Thus, the fourth dimension of analysis scrutinizes deliberative processes for their freedom from domination or coercion, whether the coercion issues from the external pressures that inhibit the exchange of views or from internal psychological mechanisms. Forester (1999, p. 184) terms this the "non coercive condition" on deliberative participation. We shall thus have to examine the two argumentation systems for the kinds of power they exert on the public deliberation they assist. If such systems in some sense "mediate" or at least facilitate deliberation, then they wield considerable power over the process and its outcome. As Forester (1999, p. 180) points out: "If parties to public dispute-resolution processes not only construct agreements but reconstruct themselves-in part as a result of being exposed to new information, in part as a res ult of the constellation of participants-then the political significance and power of the mediator-facilitator's role is more important to understand than ever before" (Forester 1999, p. 180). 4.
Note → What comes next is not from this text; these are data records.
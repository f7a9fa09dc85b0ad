//! Libris command line.
//!
//! ```bash
//! libris serve             # default
//! libris migrate
//! LIBRIS_ENV=production libris serve
//! ```

use anyhow::Context;
use clap::{Parser, Subcommand};
use libris_app::App;
use libris_kernel::settings::Settings;

#[derive(Parser, Debug)]
#[command(name = "libris", version, about = "Book and author catalog service")]
struct Cli {
    /// Directory holding base.toml and the per-environment overrides.
    #[arg(long, global = true)]
    config_dir: Option<std::path::PathBuf>,

    #[command(subcommand)]
    command: Option<Command>,
}

#[derive(Subcommand, Debug)]
enum Command {
    /// Run the HTTP server (default).
    Serve,

    /// Apply pending database migrations and exit.
    Migrate,
}

#[tokio::main]
async fn main() -> anyhow::Result<()> {
    let cli = Cli::parse();
    let settings = Settings::load_from(cli.config_dir.as_deref())
        .context("failed to load Libris settings")?;
    libris_telemetry::init(&settings.telemetry)?;

    match cli.command.unwrap_or(Command::Serve) {
        Command::Serve => App::bootstrap(settings).await?.serve().await,
        Command::Migrate => {
            let applied = App::migrate(&settings).await?;
            tracing::info!(applied, db = %settings.database.url, "migrations applied");
            Ok(())
        }
    }
}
Deliberative Self-Transformation We now turn to a brief assessment of each of the two systems, Zeno and the Risk Agora, in terms of the four categories sketched above in Section 3. Our intention in these remaining sections is not to provide an exhaustive assessment, but simply to sketch some of the more obvious moves, as an illustration of the basic idea. The first dimension of evaluation concerned the self-trans formative character of deliberative processes. Here we note briefly that, at least on the surface, or in terms of their formal design features, both argumentation systems are designed to allow for deliberative self-transformation and not for bargaining or negotiation. Because the Risk Agora is not intended to support real-time debates, its "participants" may in fact be representatives of positions, rather than real persons. However, the system does allow retraction of claims previously asserted or accepted, and thus permits self-transformation.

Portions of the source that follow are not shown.